A stable ester was synthesized to overcome the ester hydrolysis problem during the drilling of oil or gas wells using a conventional ester-based drilling fluid. The thermal and hydrolytic stability of the produced ester was high owing to the transesterification method employed in this study. The reaction was performed using 2-ethylhexanol and methyl laureate esters in the presence of sodium methoxide as a catalyst. In order to obtain the optimum synthesis conditions, a response surface methodology (RSM) was appraised based on the central composite design (CCD). The optimum conditions were determined as follows: 0.6 wt.% catalyst, 70°C reaction temperature, 1:1.5 molar ratio, and 11.5 min of reaction time. The results of 77 wt.% 2-ethylhexyl ester (2-EH) illustrated a high agreement between the experimental and RSM models.
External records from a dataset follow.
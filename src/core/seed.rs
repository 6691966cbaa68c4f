//! Demo data seeding
//!
//! Replaces the operational collections with a small fixed roster so a fresh
//! deployment has something to show. Ungated, for development environments.

use crate::core::models::{
    AiFeatures, Bodyguard, CameraLocation, CameraStatus, CctvCamera, DogStatus, EventMetadata,
    EventSource, GeoPoint, GuardDog, GuardStatus, HandlerContact, HealthMetrics, NetworkEvent,
    NetworkEventStatus, NetworkEventType, SecurityEvent, SecurityEventType, Severity,
    ZonedLocation,
};
use crate::rbac::types::InitializeOutcome;
use crate::storage::{RecordId, StorageLayer};
use crate::utils::current_timestamp_millis;
use std::sync::Arc;
use tracing::info;

const MINUTE_MS: i64 = 60 * 1000;
const HOUR_MS: i64 = 60 * MINUTE_MS;
const DAY_MS: i64 = 24 * HOUR_MS;

/// Replace dogs, guards, cameras, and both event streams with demo records
pub fn seed_security_data(storage: &Arc<StorageLayer>) -> InitializeOutcome {
    let now = current_timestamp_millis();

    storage.guard_dogs.replace_all(demo_dogs(now));
    storage.bodyguards.replace_all(demo_guards(now));
    storage.cameras.replace_all(demo_cameras(now));
    storage.security_events.replace_all(demo_events(now));
    storage.network_events.replace_all(demo_network_events(now));

    info!("demo security data seeded");
    InitializeOutcome {
        success: true,
        message: "Security data seeded successfully".to_string(),
    }
}

fn demo_dogs(now: i64) -> Vec<GuardDog> {
    vec![
        GuardDog {
            id: RecordId::new(),
            name: "Rex".to_string(),
            breed: "German Shepherd".to_string(),
            age: 4,
            status: DogStatus::Active,
            location: ZonedLocation {
                lat: 40.7128,
                lng: -74.0060,
                zone: "Main Building".to_string(),
            },
            handler: HandlerContact {
                name: "John Smith".to_string(),
                contact: "+1-555-0101".to_string(),
            },
            health_metrics: HealthMetrics {
                heart_rate: 85,
                temperature: 101.5,
                last_checkup: now - DAY_MS,
            },
            last_patrol: now - HOUR_MS,
            is_on_duty: true,
        },
        GuardDog {
            id: RecordId::new(),
            name: "Luna".to_string(),
            breed: "Belgian Malinois".to_string(),
            age: 3,
            status: DogStatus::Active,
            location: ZonedLocation {
                lat: 40.7130,
                lng: -74.0058,
                zone: "North Gate".to_string(),
            },
            handler: HandlerContact {
                name: "Sarah Johnson".to_string(),
                contact: "+1-555-0102".to_string(),
            },
            health_metrics: HealthMetrics {
                heart_rate: 90,
                temperature: 101.8,
                last_checkup: now - 2 * DAY_MS,
            },
            last_patrol: now - 30 * MINUTE_MS,
            is_on_duty: true,
        },
        GuardDog {
            id: RecordId::new(),
            name: "Max".to_string(),
            breed: "Rottweiler".to_string(),
            age: 5,
            status: DogStatus::Resting,
            location: ZonedLocation {
                lat: 40.7125,
                lng: -74.0065,
                zone: "South Entrance".to_string(),
            },
            handler: HandlerContact {
                name: "Mike Wilson".to_string(),
                contact: "+1-555-0103".to_string(),
            },
            health_metrics: HealthMetrics {
                heart_rate: 75,
                temperature: 101.2,
                last_checkup: now - 3 * DAY_MS,
            },
            last_patrol: now - 2 * HOUR_MS,
            is_on_duty: false,
        },
    ]
}

fn demo_guards(now: i64) -> Vec<Bodyguard> {
    vec![
        Bodyguard {
            id: RecordId::new(),
            name: "Alex Rodriguez".to_string(),
            employee_id: "BG001".to_string(),
            assigned_zone: "Main Building".to_string(),
            status: GuardStatus::OnDuty,
            current_activity: "Perimeter patrol".to_string(),
            shift_start: now - 4 * HOUR_MS,
            shift_end: now + 4 * HOUR_MS,
            location: GeoPoint {
                lat: 40.7128,
                lng: -74.0060,
            },
            contact: "+1-555-0201".to_string(),
            certifications: vec![
                "Armed Security".to_string(),
                "First Aid".to_string(),
                "CPR".to_string(),
            ],
        },
        Bodyguard {
            id: RecordId::new(),
            name: "Maria Garcia".to_string(),
            employee_id: "BG002".to_string(),
            assigned_zone: "North Gate".to_string(),
            status: GuardStatus::OnDuty,
            current_activity: "Access control".to_string(),
            shift_start: now - 3 * HOUR_MS,
            shift_end: now + 17400000,
            location: GeoPoint {
                lat: 40.7130,
                lng: -74.0058,
            },
            contact: "+1-555-0202".to_string(),
            certifications: vec![
                "Security Guard License".to_string(),
                "Crowd Control".to_string(),
            ],
        },
        Bodyguard {
            id: RecordId::new(),
            name: "David Chen".to_string(),
            employee_id: "BG003".to_string(),
            assigned_zone: "Control Room".to_string(),
            status: GuardStatus::Break,
            current_activity: "Break time".to_string(),
            shift_start: now - 2 * HOUR_MS,
            shift_end: now + 6 * HOUR_MS,
            location: GeoPoint {
                lat: 40.7126,
                lng: -74.0062,
            },
            contact: "+1-555-0203".to_string(),
            certifications: vec![
                "CCTV Operations".to_string(),
                "Emergency Response".to_string(),
            ],
        },
    ]
}

fn demo_cameras(now: i64) -> Vec<CctvCamera> {
    vec![
        CctvCamera {
            id: RecordId::new(),
            camera_id: "CAM001".to_string(),
            name: "Main Entrance Camera".to_string(),
            location: CameraLocation {
                lat: 40.7128,
                lng: -74.0060,
                zone: "Main Building".to_string(),
                description: "Primary entrance monitoring".to_string(),
            },
            status: CameraStatus::Online,
            is_recording: true,
            last_ping: now - 30 * 1000,
            ai_features: AiFeatures {
                motion_detection: true,
                face_recognition: true,
                intrusion_detection: true,
            },
            resolution: "4K".to_string(),
            night_vision: true,
        },
        CctvCamera {
            id: RecordId::new(),
            camera_id: "CAM002".to_string(),
            name: "North Gate Camera".to_string(),
            location: CameraLocation {
                lat: 40.7130,
                lng: -74.0058,
                zone: "North Gate".to_string(),
                description: "North entrance security".to_string(),
            },
            status: CameraStatus::Online,
            is_recording: true,
            last_ping: now - 45 * 1000,
            ai_features: AiFeatures {
                motion_detection: true,
                face_recognition: false,
                intrusion_detection: true,
            },
            resolution: "1080p".to_string(),
            night_vision: true,
        },
        CctvCamera {
            id: RecordId::new(),
            camera_id: "CAM003".to_string(),
            name: "Parking Lot Camera".to_string(),
            location: CameraLocation {
                lat: 40.7125,
                lng: -74.0065,
                zone: "Parking Lot".to_string(),
                description: "Vehicle monitoring".to_string(),
            },
            status: CameraStatus::Maintenance,
            is_recording: false,
            last_ping: now - 5 * MINUTE_MS,
            ai_features: AiFeatures {
                motion_detection: true,
                face_recognition: false,
                intrusion_detection: false,
            },
            resolution: "1080p".to_string(),
            night_vision: false,
        },
    ]
}

fn demo_events(now: i64) -> Vec<SecurityEvent> {
    vec![
        SecurityEvent {
            id: RecordId::new(),
            event_type: SecurityEventType::MotionDetected,
            severity: Severity::Low,
            description: "Motion detected in parking lot".to_string(),
            location: ZonedLocation {
                lat: 40.7125,
                lng: -74.0065,
                zone: "Parking Lot".to_string(),
            },
            source_id: "CAM003".to_string(),
            source_type: EventSource::Camera,
            is_resolved: true,
            resolved_by: Some("David Chen".to_string()),
            resolved_at: Some(now - 30 * MINUTE_MS),
            metadata: Some(EventMetadata {
                image_url: None,
                confidence: Some(0.85),
                additional_info: Some("Vehicle movement detected".to_string()),
            }),
            recorded_at: now - 35 * MINUTE_MS,
        },
        SecurityEvent {
            id: RecordId::new(),
            event_type: SecurityEventType::IntrusionAlert,
            severity: Severity::High,
            description: "Unauthorized access attempt at north gate".to_string(),
            location: ZonedLocation {
                lat: 40.7130,
                lng: -74.0058,
                zone: "North Gate".to_string(),
            },
            source_id: "CAM002".to_string(),
            source_type: EventSource::Camera,
            is_resolved: false,
            resolved_by: None,
            resolved_at: None,
            metadata: Some(EventMetadata {
                image_url: None,
                confidence: Some(0.92),
                additional_info: Some("Person without valid credentials".to_string()),
            }),
            recorded_at: now - 10 * MINUTE_MS,
        },
        SecurityEvent {
            id: RecordId::new(),
            event_type: SecurityEventType::PatrolCompleted,
            severity: Severity::Low,
            description: "K9 patrol completed successfully".to_string(),
            location: ZonedLocation {
                lat: 40.7128,
                lng: -74.0060,
                zone: "Main Building".to_string(),
            },
            source_id: "Rex".to_string(),
            source_type: EventSource::Dog,
            is_resolved: true,
            resolved_by: Some("John Smith".to_string()),
            resolved_at: Some(now - HOUR_MS),
            metadata: Some(EventMetadata {
                image_url: None,
                confidence: None,
                additional_info: Some("All areas clear".to_string()),
            }),
            recorded_at: now - 70 * MINUTE_MS,
        },
    ]
}

fn demo_network_events(now: i64) -> Vec<NetworkEvent> {
    vec![
        NetworkEvent {
            id: RecordId::new(),
            timestamp: now - 5 * MINUTE_MS,
            event_type: NetworkEventType::LoginAttempt,
            severity: Severity::Medium,
            source_ip: "192.168.1.100".to_string(),
            destination_ip: Some("10.0.0.1".to_string()),
            port: Some(22),
            protocol: Some("SSH".to_string()),
            status: NetworkEventStatus::Failed,
            description: "Failed SSH login attempt".to_string(),
            user_id: Some("admin".to_string()),
            location: Some("Main Building".to_string()),
            metadata: Some(serde_json::json!({
                "attempts": 3,
                "userAgent": "OpenSSH_8.0",
                "geoLocation": "New York, US",
            })),
        },
        NetworkEvent {
            id: RecordId::new(),
            timestamp: now - 10 * MINUTE_MS,
            event_type: NetworkEventType::NetworkScan,
            severity: Severity::High,
            source_ip: "203.0.113.45".to_string(),
            destination_ip: Some("10.0.0.0/24".to_string()),
            port: Some(80),
            protocol: Some("TCP".to_string()),
            status: NetworkEventStatus::Blocked,
            description: "Port scan detected from external IP".to_string(),
            user_id: None,
            location: Some("Network Perimeter".to_string()),
            metadata: Some(serde_json::json!({
                "portsScanned": 1024,
                "duration": 120,
                "geoLocation": "Unknown",
            })),
        },
        NetworkEvent {
            id: RecordId::new(),
            timestamp: now - 15 * MINUTE_MS,
            event_type: NetworkEventType::MalwareDetected,
            severity: Severity::Critical,
            source_ip: "192.168.1.150".to_string(),
            destination_ip: Some("185.220.101.42".to_string()),
            port: Some(443),
            protocol: Some("HTTPS".to_string()),
            status: NetworkEventStatus::Quarantined,
            description: "Malware communication blocked".to_string(),
            user_id: None,
            location: Some("Workstation-15".to_string()),
            metadata: Some(serde_json::json!({
                "malwareType": "Trojan.Generic",
                "fileName": "suspicious.exe",
                "hash": "a1b2c3d4e5f6",
            })),
        },
        NetworkEvent {
            id: RecordId::new(),
            timestamp: now - 20 * MINUTE_MS,
            event_type: NetworkEventType::DataExfiltration,
            severity: Severity::Critical,
            source_ip: "192.168.1.200".to_string(),
            destination_ip: Some("198.51.100.10".to_string()),
            port: Some(443),
            protocol: Some("HTTPS".to_string()),
            status: NetworkEventStatus::Blocked,
            description: "Suspicious large data transfer blocked".to_string(),
            user_id: Some("user123".to_string()),
            location: Some("Finance Department".to_string()),
            metadata: Some(serde_json::json!({
                "dataSize": "500MB",
                "transferDuration": 300,
                "fileTypes": ["xlsx", "pdf", "docx"],
            })),
        },
        NetworkEvent {
            id: RecordId::new(),
            timestamp: now - 30 * MINUTE_MS,
            event_type: NetworkEventType::PrivilegeEscalation,
            severity: Severity::High,
            source_ip: "192.168.1.75".to_string(),
            destination_ip: None,
            port: Some(3389),
            protocol: Some("RDP".to_string()),
            status: NetworkEventStatus::Detected,
            description: "Privilege escalation attempt detected".to_string(),
            user_id: Some("temp_user".to_string()),
            location: Some("IT Department".to_string()),
            metadata: Some(serde_json::json!({
                "targetAccount": "administrator",
                "method": "Token Manipulation",
                "processName": "powershell.exe",
            })),
        },
    ]
}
The reaction product contained 77 wt.% 2-EH and 23% 2-ethylhexanol. The kinematic viscosity was 5 mm²/s at 40°C and 1.5 mm²/sec at 100°C; the specific gravity was 0.854, flash point was 170°C, and pour point was ?7°C. The produced product showed similar properties to the available commercial product. However, it was observed that the mud formulation using the synthesized base oil had superior rheological properties at 121°C.